For what its worth, as a South African who grew up in that era in a conservative evangelical context, I think that the primary problem was not that Christians were convinced that the Bible supported apartheid, but rather that they were convinced (conveniently of course) that it taught that they should not get politically involved, although for some reason this only applied to political involvement against the regime. As a child in a Baptist context I had Romans 13 quoted to me whenever I raised any questions. CESA also fitted precisely into this mold - and in their case became more entrenched in it by the fact that they attracted disaffected Anglicans who didn't like it when the CPSA began to question the regime and epecially when Desmond Tutu became archbishop.

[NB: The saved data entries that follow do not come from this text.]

//! Library surface for the `smtx` terminal multiplexer, split out from the
//! binary so integration tests can drive a real pty through the same
//! `App`/`Pty`/`Term` core the interactive binary uses.

pub mod app;
pub mod canvas;
pub mod cli;
pub mod error;
pub mod keymap;
pub mod pty;
pub mod render;
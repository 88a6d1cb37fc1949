//! Scroll region management and scroll operations.
//!
//! Provides `set_scroll_region` (DECSTBM), `scroll_up`, `scroll_down`,
//! `insert_lines`, and `delete_lines`. All operations use O(1) rotation
//! of existing row allocations and fill new rows with BCE background.

use std::ops::Range;

use crate::index::Column;

use super::Grid;

impl Grid {
    /// DECSTBM: set the scroll region.
    ///
    /// Parameters are 1-based (matching VTE/ECMA-48). `top` is the first
    /// line of the region, `bottom` is the last line (or `None` for the
    /// screen height). Stored internally as a 0-based half-open range.
    /// Moves the cursor to the origin after setting.
    pub fn set_scroll_region(&mut self, top: usize, bottom: Option<usize>) {
        // 1-based params: top=0 is invalid, treat as 1.
        let top = top.max(1) - 1;
        let bottom = bottom.map_or(self.lines, |b| b.min(self.lines));

        // Region must span at least 2 lines.
        if top + 1 >= bottom {
            return;
        }

        self.scroll_region = top..bottom;
        self.cursor.set_line(0);
        self.cursor.set_col(Column(0));
    }

    /// Scroll the scroll region up by `count` lines.
    ///
    /// Top rows are discarded, not pushed to scrollback — only natural
    /// linefeed-driven scrolling of the full screen does that (see
    /// `Grid::linefeed`). Blank rows appear at the bottom of the region.
    pub fn scroll_up(&mut self, count: usize) {
        let range = self.scroll_region.clone();
        self.scroll_range_up(range, count);
    }

    /// Scroll the scroll region down by `count` lines.
    ///
    /// Bottom rows are lost. Blank rows appear at the top of the region.
    pub fn scroll_down(&mut self, count: usize) {
        let range = self.scroll_region.clone();
        self.scroll_range_down(range, count);
    }

    /// IL: insert `count` blank lines at the cursor, pushing existing
    /// lines down within the scroll region.
    ///
    /// Only operates if the cursor is inside the scroll region. Lines
    /// pushed past the bottom of the region are lost.
    pub fn insert_lines(&mut self, count: usize) {
        let line = self.cursor.line();
        if line < self.scroll_region.start || line >= self.scroll_region.end {
            return;
        }
        let range = line..self.scroll_region.end;
        self.scroll_range_down(range, count);
    }

    /// DL: delete `count` lines at the cursor, pulling remaining lines
    /// up within the scroll region.
    ///
    /// Only operates if the cursor is inside the scroll region. Blank
    /// lines appear at the bottom of the region.
    pub fn delete_lines(&mut self, count: usize) {
        let line = self.cursor.line();
        if line < self.scroll_region.start || line >= self.scroll_region.end {
            return;
        }
        let range = line..self.scroll_region.end;
        self.scroll_range_up(range, count);
    }

    /// Scroll a range of rows up by `count` using O(1) rotation.
    ///
    /// Top rows rotate to the bottom and are reset with BCE background.
    fn scroll_range_up(&mut self, range: Range<usize>, count: usize) {
        let len = range.end - range.start;
        if len == 0 {
            return;
        }
        let count = count.min(len);
        let template = self.cursor.template.clone();

        self.rows[range.start..range.end].rotate_left(count);

        for i in (range.end - count)..range.end {
            self.rows[i].reset(self.cols, &template);
        }
    }

    /// Scroll a range of rows down by `count` using O(1) rotation.
    ///
    /// Bottom rows rotate to the top and are reset with BCE background.
    fn scroll_range_down(&mut self, range: Range<usize>, count: usize) {
        let len = range.end - range.start;
        if len == 0 {
            return;
        }
        let count = count.min(len);
        let template = self.cursor.template.clone();

        self.rows[range.start..range.end].rotate_right(count);

        for i in range.start..range.start + count {
            self.rows[i].reset(self.cols, &template);
        }
    }
}
//! Terminal mode flags (DECSET/DECRST, SM/RM).
//!
//! Each flag corresponds to a terminal mode set/reset via escape sequences.
//! The default mode has `SHOW_CURSOR` and `LINE_WRAP` enabled.

use bitflags::bitflags;

bitflags! {
    /// Bitflags for terminal mode state.
    ///
    /// Modes are toggled by DECSET (`CSI ? n h`), DECRST (`CSI ? n l`),
    /// SM (`CSI n h`), and RM (`CSI n l`) escape sequences.
    #[derive(Debug, Clone, Copy, PartialEq, Eq, Hash)]
    pub struct TermMode: u32 {
        /// DECTCEM (?25) — cursor visible.
        const SHOW_CURSOR        = 1;
        /// DECKPAM/DECKPNM — application keypad mode. Also governs whether
        /// cursor keys are sent as `ESC O` (set) or `ESC [` (unset).
        const APP_KEYPAD         = 1 << 1;
        /// ?1047/?1049 — alternate screen buffer.
        const ALT_SCREEN         = 1 << 2;
        /// DECAWM — auto-wrap at end of line.
        const LINE_WRAP          = 1 << 3;
        /// DECOM — origin mode (cursor relative to scroll region).
        const ORIGIN             = 1 << 4;
        /// IRM — insert mode.
        const INSERT             = 1 << 5;
        /// ANSI mode 20 (LNM) — line feed also performs carriage return.
        const LINE_FEED_NEW_LINE = 1 << 6;
        /// ?3 — 132 column mode (vs. 80).
        const COLUMN_132         = 1 << 7;
    }
}

impl Default for TermMode {
    fn default() -> Self {
        Self::SHOW_CURSOR | Self::LINE_WRAP
    }
}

It was the (Afrikaans speaking) Dutch Reformed Churches who believed that the Bible actively supported apartheid but this emerged more in the earlier part of the twentieth century (and was related to Dutch calvinist developments, the details of which I forget). By the seventies and eighties they were also questioning this but continued to support the state on the basis of the submitting to legitimate authority argument.

Those Churches that did, however tentatively, begin to oppose apartheid were the more ecumenically orientated mainline Protestants, the Anglicans (who in South Africa have a fairly Anglo-Catholic tradition) and the Catholics and I think that it is true to say that they were able to reflect on Christological and ecclesiological principles that went further than proof texting from Scripture. But they were literally demonised by the evangelicals.

michael jensen said...

Yes, I think this is what Bishop Frank is apologising for in this quotation: not that their reading of the Bible was racist, but that it was non-political. As he points out, the liberationist use of scripture was not always much of an improvement on the old apartheid reading...

Stephen Murray said...

There were numerous factors contributing to the various denominations stance towards apartheid. Macrina has summarized them well. In the case of CESA Bishop Frank has mentioned a few times that they were so opposed to liberation theology because of its removal of the more evangelical elements of the gospel that they refused to involve themselves in 'liberation' activity.

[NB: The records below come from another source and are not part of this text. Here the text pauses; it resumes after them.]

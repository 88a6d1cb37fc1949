use super::DirtyTracker;

#[test]
fn new_tracker_is_clean() {
    let tracker = DirtyTracker::new(10);
    assert!(!tracker.is_any_dirty());
    for i in 0..10 {
        assert!(!tracker.is_dirty(i));
    }
}

#[test]
fn mark_single_line() {
    let mut tracker = DirtyTracker::new(10);
    tracker.mark(5);

    assert!(tracker.is_dirty(5));
    assert!(tracker.is_any_dirty());

    // Other lines remain clean.
    assert!(!tracker.is_dirty(0));
    assert!(!tracker.is_dirty(4));
    assert!(!tracker.is_dirty(6));
    assert!(!tracker.is_dirty(9));
}

#[test]
fn mark_all_makes_everything_dirty() {
    let mut tracker = DirtyTracker::new(10);
    tracker.mark_all();

    assert!(tracker.is_any_dirty());
    for i in 0..10 {
        assert!(tracker.is_dirty(i));
    }
}

#[test]
fn drain_returns_dirty_lines() {
    let mut tracker = DirtyTracker::new(10);
    tracker.mark(2);
    tracker.mark(7);
    tracker.mark(7); // duplicate mark is idempotent

    let indices: Vec<usize> = tracker.drain().collect();
    assert_eq!(indices, vec![2, 7]);
}

#[test]
fn drain_resets_to_clean() {
    let mut tracker = DirtyTracker::new(10);
    tracker.mark(3);
    tracker.mark(8);

    // Consume all dirty lines.
    let _: Vec<usize> = tracker.drain().collect();

    // Everything should be clean now.
    assert!(!tracker.is_any_dirty());
    for i in 0..10 {
        assert!(!tracker.is_dirty(i));
    }
}

#[test]
fn drain_mark_all_yields_every_line() {
    let mut tracker = DirtyTracker::new(5);
    tracker.mark_all();

    let indices: Vec<usize> = tracker.drain().collect();
    assert_eq!(indices, vec![0, 1, 2, 3, 4]);

    // Clean after drain.
    assert!(!tracker.is_any_dirty());
}

#[test]
fn resize_marks_all_dirty() {
    let mut tracker = DirtyTracker::new(5);
    assert!(!tracker.is_any_dirty());

    tracker.resize(8);
    assert!(tracker.is_any_dirty());
    for i in 0..8 {
        assert!(tracker.is_dirty(i));
    }

    // Drain and verify 8 lines.
    let indices: Vec<usize> = tracker.drain().collect();
    assert_eq!(indices, vec![0, 1, 2, 3, 4, 5, 6, 7]);
}

#[test]
fn drain_drop_clears_remaining() {
    let mut tracker = DirtyTracker::new(10);
    tracker.mark(1);
    tracker.mark(5);
    tracker.mark(9);

    // Only consume the first dirty line, then drop the iterator.
    {
        let mut iter = tracker.drain();
        assert_eq!(iter.next(), Some(1));
        // Drop iter here â€” lines 5 and 9 should still be cleared.
    }

    // Tracker should be fully clean despite partial iteration.
    assert!(!tracker.is_any_dirty());
    assert!(!tracker.is_dirty(5));
    assert!(!tracker.is_dirty(9));
}

#[test]
fn mark_out_of_bounds_is_safe() {
    let mut tracker = DirtyTracker::new(5);
    tracker.mark(100); // no panic, no effect
    assert!(!tracker.is_any_dirty());
    assert!(!tracker.is_dirty(100));
}
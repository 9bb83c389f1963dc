//! Relay webhooks: HTTP client, response decoding, and errors.

mod client;
mod error;
mod response;

pub use client::{Attachment, ChatRequest, Endpoints, RelayClient, WireUser};
pub use error::RelayError;
pub use response::{RelayResponse, Sentinel};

In response to Burridge - I don't think Bishop Frank has a naive confidence that evangelicals will never misuse the scriptures - I think rather he's calling on us not to stop trying to apply the scriptures as accurately as we possibly can in the contemporary arena.

The reality is that sinful people have sinful blindspots and always will - yet somehow Jesus, through complete grace, still rocks up on the scene and calls people to worship him - and so today, unlike many other major denominations in SA, CESA is actually growing steadily preaching a Jesus both from the gospels and Paul.

michael jensen said...

Thanks to both Stephen and Macrina for their first-hand points of view. And congratulations to Stephen on his engagement!

Ben Myers said...

"inclusive', a word that normally makes me reach for my gun" — yes, absolutely!

Anonymous said...

Thanks to all for some fascinating discussion.
I'm still not quite clear how it was Jesus that was missing from the conservative evangelical theology in South africa under apartheied, which is what MJ seems to paraphrase Burridge as saying. How can Jesus be absent if we carefully study the Bible? What can Jesus say to us that we don't find by studying the Bible?

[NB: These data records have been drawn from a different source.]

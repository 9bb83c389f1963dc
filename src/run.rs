//! Application run modes: logger init, single prompt, TUI launch.

use std::io;

use crate::cli::Args;
use crate::core;
use crate::core::chat::{self, SendOutcome};
use crate::core::config::Config;
use crate::core::content::PreparedContent;
use crate::core::relay::{Attachment, RelayClient};
use crate::core::state::Action;

/// Initialize env_logger. In TUI mode, writes to file to avoid corrupting the display.
pub fn init_logger(args: &Args) {
    let log_level = args.log_level();
    let mut logger =
        env_logger::Builder::from_env(env_logger::Env::default().default_filter_or(log_level));

    if args.launches_tui() {
        let log_path = core::paths::cache_dir().map(|d| {
            let _ = std::fs::create_dir_all(&d);
            d.join(format!("{}.log", core::app::NAME))
        });
        if let Some(path) = log_path
            && let Ok(file) = std::fs::OpenOptions::new()
                .create(true)
                .append(true)
                .open(&path)
        {
            logger.target(env_logger::Target::Pipe(Box::new(file)));
        }
    }
    let _ = logger.try_init();
}

/// Run single prompt mode: send one message in the selected category and print the reply.
pub async fn run_single_prompt(
    args: &Args,
    config: &Config,
    prompt_arg: &str,
) -> Result<(), Box<dyn std::error::Error>> {
    let prompt = core::cli::arg_or_stdin(Some(prompt_arg.to_string()))?;
    let prompt = prompt.trim();
    if prompt.is_empty() {
        return Err("empty prompt".into());
    }

    let mut session = core::cli::open_session()?;
    if let Some(id) = &args.category {
        let category = session
            .state()
            .settings
            .category(id)
            .map(|c| c.id.clone())
            .ok_or_else(|| format!("unknown category: {} (see `categories`)", id))?;
        session.dispatch(Action::CategorySelected(category))?;
    }

    let attachments = args
        .attachments
        .iter()
        .map(|path| {
            Attachment::from_path(path)
                .map_err(|e| format!("cannot attach {}: {}", path.display(), e))
        })
        .collect::<Result<Vec<_>, _>>()?;

    let client = RelayClient::new(config)?;
    match chat::send(&mut session, &client, prompt, attachments).await? {
        SendOutcome::Replied(message) => {
            println!("{}", PreparedContent::new(&message.content).text);
            Ok(())
        }
        SendOutcome::UpgradeRequired { used, limit } => Err(format!(
            "message limit reached ({}/{}); run `plans` and `upgrade <plan>`",
            used, limit
        )
        .into()),
    }
}

/// Launch the TUI in a blocking thread. Returns on panic or IO error.
pub async fn launch_tui(config: Config) -> Result<(), Box<dyn std::error::Error>> {
    let join_result: Result<io::Result<()>, tokio::task::JoinError> =
        tokio::task::spawn_blocking(move || crate::tui::run(config)).await;

    match join_result {
        Ok(io_result) => io_result?,
        Err(join_err) => {
            if let Ok(panic) = join_err.try_into_panic() {
                let msg = if let Some(s) = panic.downcast_ref::<&str>() {
                    s.to_string()
                } else if let Some(s) = panic.downcast_ref::<String>() {
                    s.clone()
                } else {
                    format!("{:?}", panic)
                };
                eprintln!("TUI panic: {}", msg);
            }
            return Err(
                Box::new(io::Error::other("TUI thread panicked")) as Box<dyn std::error::Error>
            );
        }
    }
    Ok(())
}
//! Form-driven authentication against the relay auth webhooks.

use crate::core::quota::User;
use crate::core::relay::{RelayClient, RelayError, WireUser};
use crate::core::settings::{FREE_PLAN_ID, Settings};

/// Client-side form validation. Nothing is sent while a form is invalid.
#[derive(Debug, Clone, PartialEq, Eq, thiserror::Error)]
pub enum ValidationError {
    #[error("{0} is required")]
    Missing(&'static str),
    #[error("Enter a valid email address")]
    InvalidEmail,
}

#[derive(Debug, thiserror::Error)]
pub enum AuthError {
    #[error(transparent)]
    Validation(#[from] ValidationError),
    #[error(transparent)]
    Relay(#[from] RelayError),
}

fn required(value: &str, field: &'static str) -> Result<(), ValidationError> {
    if value.trim().is_empty() {
        return Err(ValidationError::Missing(field));
    }
    Ok(())
}

fn valid_email(email: &str) -> Result<(), ValidationError> {
    required(email, "Email")?;
    match email.trim().split_once('@') {
        Some((local, domain)) if !local.is_empty() && !domain.is_empty() => Ok(()),
        _ => Err(ValidationError::InvalidEmail),
    }
}

#[derive(Debug, Clone, Default)]
pub struct LoginForm {
    pub email: String,
    pub password: String,
}

impl LoginForm {
    pub fn validate(&self) -> Result<(), ValidationError> {
        valid_email(&self.email)?;
        required(&self.password, "Password")
    }
}

#[derive(Debug, Clone, Default)]
pub struct RegisterForm {
    pub name: String,
    pub email: String,
    pub password: String,
}

impl RegisterForm {
    pub fn validate(&self) -> Result<(), ValidationError> {
        required(&self.name, "Name")?;
        valid_email(&self.email)?;
        required(&self.password, "Password")
    }
}

/// Build the local user record. Fields the relay omits come from settings: the free
/// plan, zero usage, and the plan's configured limit.
pub fn user_from_wire(wire: WireUser, settings: &Settings) -> User {
    let plan = wire
        .plan
        .filter(|p| !p.trim().is_empty())
        .unwrap_or_else(|| FREE_PLAN_ID.to_string());
    let message_limit = wire
        .message_limit
        .filter(|&limit| limit > 0)
        .unwrap_or_else(|| settings.limit_for(&plan));
    let name = if wire.name.trim().is_empty() {
        wire.email
            .split('@')
            .next()
            .unwrap_or_default()
            .to_string()
    } else {
        wire.name
    };
    User {
        id: wire.id,
        email: wire.email,
        name,
        plan,
        messages_used: wire.messages_used.unwrap_or(0),
        message_limit,
    }
}

pub async fn login(
    client: &RelayClient,
    form: &LoginForm,
    settings: &Settings,
) -> Result<User, AuthError> {
    form.validate()?;
    let wire = client.login(form.email.trim(), &form.password).await?;
    log::info!("Signed in as {}", wire.email);
    Ok(user_from_wire(wire, settings))
}

pub async fn register(
    client: &RelayClient,
    form: &RegisterForm,
    settings: &Settings,
) -> Result<User, AuthError> {
    form.validate()?;
    let wire = client
        .register(form.name.trim(), form.email.trim(), &form.password)
        .await?;
    log::info!("Registered {}", wire.email);
    Ok(user_from_wire(wire, settings))
}

/// Ask the relay to send a reset link. Returns the confirmation to show the user.
pub async fn reset_password(client: &RelayClient, email: &str) -> Result<String, AuthError> {
    valid_email(email)?;
    Ok(client.reset_password(email.trim()).await?)
}

#[cfg(test)]
mod tests {
    use super::*;
    use crate::core::config::{self, Config};
    use wiremock::matchers::{method, path};
    use wiremock::{Mock, MockServer, ResponseTemplate};

    fn wire(plan: Option<&str>, limit: Option<u32>) -> WireUser {
        WireUser {
            id: "u1".to_string(),
            email: "dana@example.com".to_string(),
            name: String::new(),
            plan: plan.map(str::to_string),
            messages_used: None,
            message_limit: limit,
        }
    }

    #[test]
    fn login_form_requires_fields() {
        let form = LoginForm {
            email: " ".to_string(),
            password: "pw".to_string(),
        };
        assert_eq!(form.validate(), Err(ValidationError::Missing("Email")));
        let form = LoginForm {
            email: "a@example.com".to_string(),
            password: String::new(),
        };
        assert_eq!(form.validate(), Err(ValidationError::Missing("Password")));
        let form = LoginForm {
            email: "not-an-email".to_string(),
            password: "pw".to_string(),
        };
        assert_eq!(form.validate(), Err(ValidationError::InvalidEmail));
    }

    #[test]
    fn register_form_requires_name() {
        let form = RegisterForm {
            name: String::new(),
            email: "a@example.com".to_string(),
            password: "pw".to_string(),
        };
        assert_eq!(
            form.validate().unwrap_err().to_string(),
            "Name is required"
        );
    }

    #[test]
    fn wire_user_defaults_from_settings() {
        let settings = Settings::default();
        let user = user_from_wire(wire(None, None), &settings);
        assert_eq!(user.plan, FREE_PLAN_ID);
        assert_eq!(user.message_limit, settings.limit_for(FREE_PLAN_ID));
        assert_eq!(user.messages_used, 0);
        assert_eq!(user.name, "dana");

        let user = user_from_wire(wire(Some("pro"), Some(0)), &settings);
        assert_eq!(user.message_limit, settings.limit_for("pro"));
        let user = user_from_wire(wire(Some("pro"), Some(5)), &settings);
        assert_eq!(user.message_limit, 5);
    }

    #[tokio::test]
    async fn invalid_form_sends_nothing() {
        let server = MockServer::start().await;
        Mock::given(method("POST"))
            .respond_with(ResponseTemplate::new(200))
            .expect(0)
            .mount(&server)
            .await;
        let client =
            RelayClient::new(&Config::with_base(config::parse_base(&server.uri()).unwrap()))
                .unwrap();
        let err = login(&client, &LoginForm::default(), &Settings::default())
            .await
            .unwrap_err();
        assert!(matches!(err, AuthError::Validation(_)));
    }

    #[tokio::test]
    async fn register_builds_user() {
        let server = MockServer::start().await;
        Mock::given(method("POST"))
            .and(path("/register"))
            .respond_with(ResponseTemplate::new(200).set_body_string(
                r#"{"success":true,"user":{"id":"u9","email":"new@example.com","name":"New"}}"#,
            ))
            .mount(&server)
            .await;
        let client =
            RelayClient::new(&Config::with_base(config::parse_base(&server.uri()).unwrap()))
                .unwrap();
        let form = RegisterForm {
            name: "New".to_string(),
            email: "new@example.com".to_string(),
            password: "pw".to_string(),
        };
        let user = register(&client, &form, &Settings::default()).await.unwrap();
        assert_eq!(user.id, "u9");
        assert_eq!(user.plan, FREE_PLAN_ID);
        assert!(user.check_quota().is_allowed());
    }
}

I occasionally wander if UK conservative evangelicals might not have to make similar apologies to Retief over the way they support conservative policy on areas such as taxation and welfare, rising gaps between rich and poor, decline in equal access to education... The Bible has a lot to say about providing for the widow and orphan.

michael jensen said...

It wasn't for Burridge that Jesus was absent: it was that the person of Jesus and his teaching were not prominent or prioritised.

As for UK conservative evangelicals - well I can't judge, really. Though it is interesting how prominent members of the upper middle class are in the movement.